The City of Ferguson, Missouri has entered into a significant agreement with the U.S. Department of Justice to address their issues of racial bias.

The shooting of Michael Brown in Ferguson, Missouri in August 2014 sparked an irrepressible flame of outrage in the American people—no longer could the public ignore systemic police brutality, particularly towards the African American community.

The officer involved in the shooting, Darren Wilson, was cleared of wrongdoing in a federal investigation, which made people even angrier. This was no fluke accident; a report by the Justice Department found a pattern of this behavior: “discrimination was fueled in part by racial stereotypes held by city officials.” Clearly, something in the system was inherently broken and needed to be comprehensively fixed.

Today, Ferguson may finally be beginning the necessary steps to addressing its issues with race.

The city has entered into a 127-page proposed agreement with the U.S. Department of Justice. As NPR notes, it “creates guidelines for training police officers on issues like when they should use force and how they can ‘reorient Ferguson's use-of-force policies toward de-escalation and avoiding force.’ The agreement also requires body-worn cameras and an overhaul of the municipal court system.”

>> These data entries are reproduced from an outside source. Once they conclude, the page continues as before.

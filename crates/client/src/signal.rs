//! Flag-based task signaling
//!
//! Each compute partition owns one i32 slot in the flag array. Zero means
//! idle; any other value is the op code the partition has been asked to run.
//! The host posts an op to every partition and then polls until all of them
//! have written zero back. There is no interrupt or OS primitive on the
//! accelerator side, so polling plus explicit barriers is the whole protocol.

use crossbeam::utils::Backoff;
use std::fmt;
use std::marker::PhantomData;
use std::sync::atomic::{fence, AtomicI32, Ordering};
use std::time::{Duration, Instant};
use tfacc_common::config::{WaitConfig, WaitStrategyKind};
use tfacc_common::{Result, TfaccError, METRICS};
use tfacc_proto::{OpCode, RegionLayout};
use tracing::{trace, warn};

/// View of the flag slots inside a mapped region
pub struct FlagArray<'a> {
    base: *mut u8,
    _region: PhantomData<&'a [u8]>,
}

impl<'a> FlagArray<'a> {
    /// # Safety
    /// `base` must point at the flag area of a writable mapping that holds
    /// `RegionLayout::MAX_PARTITIONS` i32-aligned slots and outlives `'a`.
    pub unsafe fn from_raw(base: *mut u8) -> Self {
        Self {
            base,
            _region: PhantomData,
        }
    }

    /// Slot for `partition`
    ///
    /// Panics if `partition` is outside the flag array.
    pub fn slot(&self, partition: usize) -> &'a AtomicI32 {
        assert!(
            partition < RegionLayout::MAX_PARTITIONS,
            "partition {} outside the flag array",
            partition
        );
        // SAFETY: in bounds and aligned per the from_raw contract; every
        // host access to the slot goes through this atomic.
        unsafe {
            AtomicI32::from_ptr(
                self.base
                    .add(partition * RegionLayout::FLAG_STRIDE)
                    .cast::<i32>(),
            )
        }
    }

    /// Post `op` to partitions `0..partitions`
    ///
    /// A full barrier precedes the first store so the command area is
    /// visible before any partition sees its flag change, and another follows
    /// each store.
    pub fn post(&self, op: OpCode, partitions: usize) {
        fence(Ordering::SeqCst);
        for partition in 0..partitions {
            self.slot(partition).store(op.as_raw(), Ordering::Release);
            fence(Ordering::SeqCst);
        }
    }

    /// Current raw value of a slot
    pub fn read(&self, partition: usize) -> i32 {
        self.slot(partition).load(Ordering::Acquire)
    }

    /// Whether partitions `0..partitions` have all cleared their flag
    pub fn all_idle(&self, partitions: usize) -> bool {
        let mut pending = 0;
        for partition in 0..partitions {
            pending |= self.read(partition);
        }
        pending == 0
    }

    /// Partitions among `0..partitions` that still hold an op
    pub fn busy(&self, partitions: usize) -> Vec<usize> {
        (0..partitions).filter(|&p| self.read(p) != 0).collect()
    }
}

impl fmt::Debug for FlagArray<'_> {
    fn fmt(&self, f: &mut fmt::Formatter<'_>) -> fmt::Result {
        f.debug_struct("FlagArray").field("base", &self.base).finish()
    }
}

/// Polling policy used by `wait`
///
/// Implementations must only return `Ok` once every polled partition reads
/// zero, since the caller reads the result area right after.
pub trait WaitStrategy: fmt::Debug + Send + Sync {
    /// Block until partitions `0..partitions` are idle
    fn wait_idle(&self, flags: &FlagArray<'_>, partitions: usize) -> Result<()>;
}

/// Unbounded spin
///
/// A partition that never clears its flag blocks the caller forever.
#[derive(Debug, Clone, Copy, Default)]
pub struct SpinWait;

impl WaitStrategy for SpinWait {
    fn wait_idle(&self, flags: &FlagArray<'_>, partitions: usize) -> Result<()> {
        let backoff = Backoff::new();
        while !flags.all_idle(partitions) {
            backoff.spin();
        }
        Ok(())
    }
}

/// Spin with a deadline
///
/// On timeout the op may still be running on the accelerator, so the channel
/// must not be reused for another launch.
#[derive(Debug, Clone, Copy)]
pub struct DeadlineWait {
    timeout: Duration,
}

impl DeadlineWait {
    pub fn new(timeout: Duration) -> Self {
        Self { timeout }
    }

    pub fn timeout(&self) -> Duration {
        self.timeout
    }
}

impl WaitStrategy for DeadlineWait {
    fn wait_idle(&self, flags: &FlagArray<'_>, partitions: usize) -> Result<()> {
        let start = Instant::now();
        let backoff = Backoff::new();
        loop {
            if flags.all_idle(partitions) {
                return Ok(());
            }
            if start.elapsed() >= self.timeout {
                let busy = flags.busy(partitions);
                // Partitions may have finished between the two reads.
                if busy.is_empty() {
                    return Ok(());
                }
                METRICS.channel.wait_timeouts_total.inc();
                warn!("Partitions {:?} still busy after {:?}", busy, self.timeout);
                return Err(TfaccError::timeout(format!(
                    "partitions {:?} did not clear their flag within {:?}",
                    busy, self.timeout
                )));
            }
            backoff.spin();
        }
    }
}

/// Build the strategy selected in configuration
pub fn from_config(config: &WaitConfig) -> Result<Box<dyn WaitStrategy>> {
    match config.strategy {
        WaitStrategyKind::Spin => Ok(Box::new(SpinWait)),
        WaitStrategyKind::Deadline => {
            let timeout_ms = config
                .timeout_ms
                .filter(|&ms| ms > 0)
                .ok_or_else(|| TfaccError::config("Deadline wait strategy requires timeout_ms"))?;
            trace!("Using deadline wait of {} ms", timeout_ms);
            Ok(Box::new(DeadlineWait::new(Duration::from_millis(timeout_ms))))
        }
    }
}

The proposal will still have to be voted on by Ferguson’s City Council on February 9, but Deputy Assistant Attorney General Vanita Gupta hopes it will pass: “We remain hopeful that the city council will approve the agreement on that date, and that we will not have to resort to contested litigation, given that this would delay implementation of much needed police and court reform, and divert substantial resources away from the reform effort."

This is an incredibly useful measure to help focus on the root of the problem in Ferguson, rather than simply alleviating its symptoms. According to Slate, other cities with these issues are also in the process of adopting similar decrees, such as Cleveland, Baltimore, and Chicago.